• **Activity**
Below is a listing. Gather each line of it that contains "blog".

• **Data**

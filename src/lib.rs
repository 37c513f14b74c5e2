/// Blogpress: a blog with public and private posts
///
/// This library provides the data models, database access, HTML rendering
/// and HTTP routes of the blog. Members write posts that are either public
/// or visible only to themselves, tag them, and browse by author, by tag or
/// by keyword search.
///
/// ### Modules
///
/// - `db`: Database connection management
/// - `models`: Users, sessions, posts and tags
/// - `repo`: Repository layer for database operations
/// - `handlers`: HTTP handlers for every page
/// - `render`: HTML templates
/// - `auth`: Password hashing, session cookies and the login extractors
///
/// Use [`create_app`] to build the router and [`run_migrations`] to bring a
/// database up to date.

/// Database connection module
pub mod db;

/// Data models module
pub mod models;

/// Repository module for database operations
pub mod repo;

/// Database schema module
pub mod schema;

/// Web handlers module
pub mod handlers;

/// Form and query string types
pub mod dto;

/// Error types and their HTTP responses
pub mod errors;

/// Configuration loading
pub mod config;

/// Accounts and login state
///
/// Passwords are stored as Argon2id PHC strings. A logged-in browser holds a
/// random session key in the `sessionid` cookie; the key resolves to a user
/// through the `sessions` table.
pub mod auth;

/// Tracing subscriber setup shared by the server and the admin tool
pub mod logging;

/// Storage of uploaded post images under the media directory
pub mod media;

/// Page arithmetic for list views
///
/// Every listing asks the repo for a total count, builds a `Paginator`,
/// resolves the raw `?page=` value to a `Page`, then fetches
/// `page.limit()` rows starting at `page.offset()`.
pub mod pagination;

/// Server-side HTML rendering
///
/// Pages are assembled from the templates under `src/html` by replacing
/// `<!--name-->` placeholders. Every value taken from the database or a
/// request is escaped before it is inserted.
pub mod render;

/// Aggregation tables for the tag and author listings
///
/// The repo returns grouped counts straight from SQL in no particular
/// order; the ordering shown to readers is applied here.
pub mod stats;

/// Tag input parsing
///
/// The post form carries tags as a single free-text field. Input containing
/// a comma is split on commas (so names may contain spaces); anything else
/// is split on whitespace. Double quotes group words in either mode.
pub mod tagging;

#[cfg(test)]
pub mod test_utils;

use std::path::PathBuf;
use std::sync::Arc;

use anyhow::anyhow;
use axum::extract::{DefaultBodyLimit, FromRef};
use axum::routing::get;
use axum::Router;
use diesel::sqlite::SqliteConnection;
use diesel_migrations::{embed_migrations, EmbeddedMigrations, MigrationHarness};
use tower_http::services::ServeDir;
use tower_http::trace::TraceLayer;
use tracing::info;

pub const MIGRATIONS: EmbeddedMigrations = embed_migrations!("migrations");

/// Largest accepted request body; post forms may carry an image
const MAX_BODY_BYTES: usize = 10 * 1024 * 1024;

/// Runs any migrations not yet applied to the database
pub fn run_migrations(conn: &mut SqliteConnection) -> anyhow::Result<()> {
    let applied = conn
        .run_pending_migrations(MIGRATIONS)
        .map_err(|e| anyhow!("Failed to run migrations: {}", e))?;
    if !applied.is_empty() {
        info!("Applied {} migration(s)", applied.len());
    }
    Ok(())
}

/// Site-wide settings the handlers need besides the database
#[derive(Debug, Clone)]
pub struct SiteSettings {
    pub media_dir: PathBuf,
    pub session_ttl: chrono::Duration,
}

impl SiteSettings {
    pub fn from_config(config: &config::Config) -> Self {
        Self {
            media_dir: PathBuf::from(&config.media_dir),
            session_ttl: config.session_ttl(),
        }
    }
}

/// Shared state of the router
#[derive(Clone)]
pub struct AppState {
    pub pool: Arc<db::DbPool>,
    pub settings: Arc<SiteSettings>,
}

impl AppState {
    pub fn new(pool: Arc<db::DbPool>, settings: SiteSettings) -> Self {
        Self {
            pool,
            settings: Arc::new(settings),
        }
    }
}

impl FromRef<AppState> for Arc<db::DbPool> {
    fn from_ref(state: &AppState) -> Self {
        state.pool.clone()
    }
}

impl FromRef<AppState> for Arc<SiteSettings> {
    fn from_ref(state: &AppState) -> Self {
        state.settings.clone()
    }
}

/// Creates the application router with all routes
///
/// ### Arguments
///
/// * `state` - The database pool and site settings
///
/// ### Returns
///
/// An Axum router serving every page plus uploaded media under `/media`
pub fn create_app(state: AppState) -> Router {
    let media = ServeDir::new(&state.settings.media_dir);

    Router::new()
        // Public posts
        .route("/", get(handlers::home_handler))
        .route("/user/{username}", get(handlers::user_posts_handler))
        .route("/post/new/", get(handlers::new_post_form_handler).post(handlers::create_post_handler))
        .route("/post/{pk}/", get(handlers::post_detail_handler))
        .route(
            "/post/{pk}/update",
            get(handlers::edit_post_form_handler).post(handlers::update_post_handler),
        )
        .route(
            "/post/{pk}/delete",
            get(handlers::confirm_delete_handler).post(handlers::delete_post_handler),
        )
        .route("/tag/{pk}", get(handlers::tag_posts_handler))
        // Compact listings and aggregation tables
        .route("/list/", get(handlers::compact_list_handler))
        .route("/user_list/{username}", get(handlers::user_compact_list_handler))
        .route("/tag_list/{pk}", get(handlers::tag_compact_list_handler))
        .route("/tags/", get(handlers::tag_table_handler))
        .route("/authors/", get(handlers::author_table_handler))
        // Search
        .route("/search/", get(handlers::search_handler).post(handlers::search_submit_handler))
        // Private posts
        .route("/private/", get(handlers::private_home_handler))
        .route(
            "/private/post/new/",
            get(handlers::private_new_post_form_handler).post(handlers::private_create_post_handler),
        )
        .route("/private/post/{pk}/", get(handlers::private_post_detail_handler))
        .route(
            "/private/post/{pk}/update",
            get(handlers::private_edit_post_form_handler).post(handlers::private_update_post_handler),
        )
        .route(
            "/private/post/{pk}/delete",
            get(handlers::private_confirm_delete_handler).post(handlers::private_delete_post_handler),
        )
        .route("/private/tag/{pk}", get(handlers::private_tag_posts_handler))
        .route(
            "/private/search/",
            get(handlers::private_search_handler).post(handlers::private_search_submit_handler),
        )
        // Pages and accounts
        .route("/about/", get(handlers::about_handler))
        .route("/dashboard/", get(handlers::dashboard_handler))
        .route("/register/", get(handlers::register_form_handler).post(handlers::register_handler))
        .route("/login/", get(handlers::login_form_handler).post(handlers::login_handler))
        .route("/logout/", get(handlers::logout_handler).post(handlers::logout_handler))
        .nest_service("/media", media)
        .fallback(handlers::not_found_handler)
        .layer(DefaultBodyLimit::max(MAX_BODY_BYTES))
        .layer(TraceLayer::new_for_http())
        .with_state(state)
}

• **Result of the task**
/// Blogpress: a blog with public and private posts
/// and HTTP routes of the blog. Members write posts that are either public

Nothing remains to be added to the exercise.